Dirección: Bernardo Bertolucci. Guión: N. Ammaniti, U. Contarello, F. Marciano y B. Bertolucci; basado en la novela de N. Ammaniti Intérpretes: Jacopo Olmo Antinori, Tea Falco, Sonia Bergamasco, Veronica Lazar. Nacionalidad: Italia. 2012. Duración: 103 minutos
EL último cuarto del siglo XX, el que impuso el advenimiento de Lucas y Spielberg como los ángeles de un nuevo cine blando, fue voraz con sus viejos maestros. Ahora se ha olvidado que las últimas películas de Fellini y de Kurosawa fueron pasto del destierro, que autores como Pasolini, Eustache y Fassbinder murieron prematuramente o que los grandes nombres que alimentaron los nuevos cines fueron puestos en evidencia acusados de viejos. Fueron estigmatizados por la mancha de haber nacido entre las ruinas del horror del holocausto nazi y las bombas atómicas.
De aquel tiempo, todavía sobreviven muchos autores. Alguno ha cruzado el desierto de la infantilización de Hollywood para verse nuevamente reivindicado. En los ochenta se les lapidó, fueron objeto de una quema de talentos en nombre de la evasión. Entre aquellas víctimas, Bernardo Bertolucci ejemplifica el camino de los que nunca se han recuperado. Él, como Coppola, o como Wenders, lleva años con el crédito bajo sospecha. Mientras compañeros como Godard o Herzog asumieron la desaparición para luego saber renacer, Bertolucci (y Coppola; y Wenders) viven instalados en una zona invisible, en un espacio de silencio culpable, en un tiempo sin cronología en donde habitan perplejos. Allí y desde allí pasean lo que representaron sin que en su cine actual se perciba lo que un día fueron.

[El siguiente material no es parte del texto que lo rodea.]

// crates/jobs/src/config.rs
//! Tracking configuration: poll schedules and estimator curves per job kind.
//!
//! Loaded from an optional TOML file; every field falls back to the
//! defaults below, so a partial file only overrides what it names:
//!
//! ```toml
//! [bulk_import.schedule]
//! interval_ms = 5000
//!
//! [clone.estimator]
//! ceiling = 85.0
//! ```

use std::path::{Path, PathBuf};
use std::time::Duration;

use gource_studio_types::JobKind;
use serde::Deserialize;
use thiserror::Error;

#[derive(Debug, Error)]
pub enum ConfigError {
    #[error("IO error reading config {path}: {source}")]
    Io {
        path: PathBuf,
        #[source]
        source: std::io::Error,
    },

    #[error("Malformed config {path}: {message}")]
    Malformed { path: PathBuf, message: String },

    #[error("Invalid config: {0}")]
    Invalid(String),
}

/// When a poll loop fires.
#[derive(Debug, Clone, Copy, PartialEq, Eq, Deserialize)]
#[serde(default)]
pub struct PollSchedule {
    /// Time between status probes.
    pub interval_ms: u64,
    /// Wait before the first probe so the backend can register the job.
    pub initial_delay_ms: u64,
    /// Cadence of optimistic progress ticks while no authoritative value
    /// has arrived yet. `0` disables them.
    pub heartbeat_ms: u64,
}

impl PollSchedule {
    pub fn interval(&self) -> Duration {
        Duration::from_millis(self.interval_ms)
    }

    pub fn initial_delay(&self) -> Duration {
        Duration::from_millis(self.initial_delay_ms)
    }

    pub fn heartbeat(&self) -> Option<Duration> {
        (self.heartbeat_ms > 0).then(|| Duration::from_millis(self.heartbeat_ms))
    }
}

impl Default for PollSchedule {
    fn default() -> Self {
        Self {
            interval_ms: 1000,
            initial_delay_ms: 0,
            heartbeat_ms: 500,
        }
    }
}

/// Shape of the optimistic progress curve.
#[derive(Debug, Clone, Copy, PartialEq, Deserialize)]
#[serde(default)]
pub struct EstimatorConfig {
    /// The estimate never goes above this.
    pub ceiling: f64,
    /// Per-tick random increment range (before the per-item share).
    pub min_step: f64,
    pub max_step: f64,
    /// Flat increment used when the item count is zero.
    pub fallback_step: f64,
}

impl Default for EstimatorConfig {
    fn default() -> Self {
        Self {
            ceiling: 90.0,
            min_step: 1.0,
            max_step: 5.0,
            fallback_step: 1.0,
        }
    }
}

#[derive(Debug, Clone, Copy, PartialEq, Default, Deserialize)]
#[serde(default)]
pub struct KindConfig {
    pub schedule: PollSchedule,
    pub estimator: EstimatorConfig,
}

/// Per-kind tracking configuration.
#[derive(Debug, Clone, PartialEq, Deserialize)]
#[serde(default)]
pub struct TrackingConfig {
    pub clone: KindConfig,
    pub bulk_import: KindConfig,
    pub render: KindConfig,
}

impl Default for TrackingConfig {
    fn default() -> Self {
        Self {
            clone: KindConfig::default(),
            bulk_import: KindConfig {
                schedule: PollSchedule {
                    interval_ms: 3000,
                    initial_delay_ms: 2000,
                    heartbeat_ms: 1000,
                },
                estimator: EstimatorConfig {
                    ceiling: 95.0,
                    min_step: 5.0,
                    max_step: 15.0,
                    fallback_step: 0.5,
                },
            },
            render: KindConfig::default(),
        }
    }
}

impl TrackingConfig {
    pub fn for_kind(&self, kind: JobKind) -> &KindConfig {
        match kind {
            JobKind::Clone => &self.clone,
            JobKind::BulkImport => &self.bulk_import,
            JobKind::Render => &self.render,
        }
    }

    /// `~/.config/gource-studio/tracking.toml` (platform equivalent).
    pub fn default_path() -> Option<PathBuf> {
        dirs::config_dir().map(|dir| dir.join("gource-studio").join("tracking.toml"))
    }

    /// Load from `path`. A missing file yields the defaults.
    pub fn load(path: &Path) -> Result<Self, ConfigError> {
        let text = match std::fs::read_to_string(path) {
            Ok(text) => text,
            Err(e) if e.kind() == std::io::ErrorKind::NotFound => {
                tracing::debug!(path = %path.display(), "No tracking config, using defaults");
                return Ok(Self::default());
            }
            Err(source) => {
                return Err(ConfigError::Io {
                    path: path.to_path_buf(),
                    source,
                })
            }
        };
        let config = Self::from_toml(&text).map_err(|e| match e {
            ConfigError::Malformed { message, .. } => ConfigError::Malformed {
                path: path.to_path_buf(),
                message,
            },
            other => other,
        })?;
        tracing::debug!(path = %path.display(), "Loaded tracking config");
        Ok(config)
    }

    pub fn from_toml(text: &str) -> Result<Self, ConfigError> {
        let config: Self = toml::from_str(text).map_err(|e| ConfigError::Malformed {
            path: PathBuf::from("<inline>"),
            message: e.to_string(),
        })?;
        config.validate()?;
        Ok(config)
    }

    pub fn validate(&self) -> Result<(), ConfigError> {
        for kind in JobKind::ALL {
            let KindConfig {
                schedule,
                estimator,
            } = self.for_kind(kind);
            if schedule.interval_ms == 0 {
                return Err(ConfigError::Invalid(format!(
                    "{kind}: interval_ms must be greater than zero"
                )));
            }
            if !(0.0..=100.0).contains(&estimator.ceiling) {
                return Err(ConfigError::Invalid(format!(
                    "{kind}: estimator ceiling must be within 0..=100"
                )));
            }
            if estimator.min_step < 0.0 || estimator.max_step < estimator.min_step {
                return Err(ConfigError::Invalid(format!(
                    "{kind}: estimator step range must satisfy 0 <= min_step <= max_step"
                )));
            }
            if estimator.fallback_step < 0.0 {
                return Err(ConfigError::Invalid(format!(
                    "{kind}: fallback_step must not be negative"
                )));
            }
        }
        Ok(())
    }
}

Oliveira empezó a ser Oliveira cuando ya había cumplido los cincuenta. Otros, como Buñuel, fueron fieles a lo que significaron toda su vida. El caso de Bertolucci pertenece a aquellos que, por el contrario, con el envejecimiento acabaron alejados del autor que quedará en la Historia. El responsable de filmes inolvidables como La estrategia de la araña, El conformista, Novecento e incluso El último tango, dejó de ser Bertolucci a partir de El último emperador, la crónica megalómana del final de la China imperial; el ejemplo de cómo un éxito absoluto puede conllevar el declive de una brillante trayectoria.
Dos décadas y media después, Bertolucci da síntomas de lo que fue. Su cine, pese al definitivo alejamiento del esplendor que supo acariciar en los años 60 y 70, evidencia más interés que tres cuartas partes de la producción cinematográfica actual. Pero decir esto carece de peso específico porque se hace evidente que la creación cinematográfica en el apartado del cine comercial vive en un crepúsculo de truculencia y banalidad.
De hecho, Tú y yo, un filme claustrofóbico, un relato intimista que se dilucida en un sótano y en torno a una relación adolescente de dos hermanastros desquiciados, se percibe como un filme ya visto. Hay una sensación de déjà vu que enlaza esta incursión en los confusos sentimientos de la adolescencia con algunos títulos del Bertolucci de la decadencia. Desde La luna, Bertolucci parece obsesionarse por ese estadio vital que marca el paso de la infancia a la madurez. Ese territorio en el que todo se hace hiperbólico, extremo, desquiciado e ilimitado. A Bertolucci la salud le tiene maniatado. Pero el poeta que empezó bajo las órdenes de Pasolini, siempre ha sabido hurgar en el interior de sus personajes, siempre ha querido rozarse con ellos hasta mancharse. Y aquí lo hace con la convicción de quien no tiene nada que demostrar. Tan solo el placer de cuestionarse por el futuro de un mundo que se le hace cada día más irreconocible, cada vez más extraño.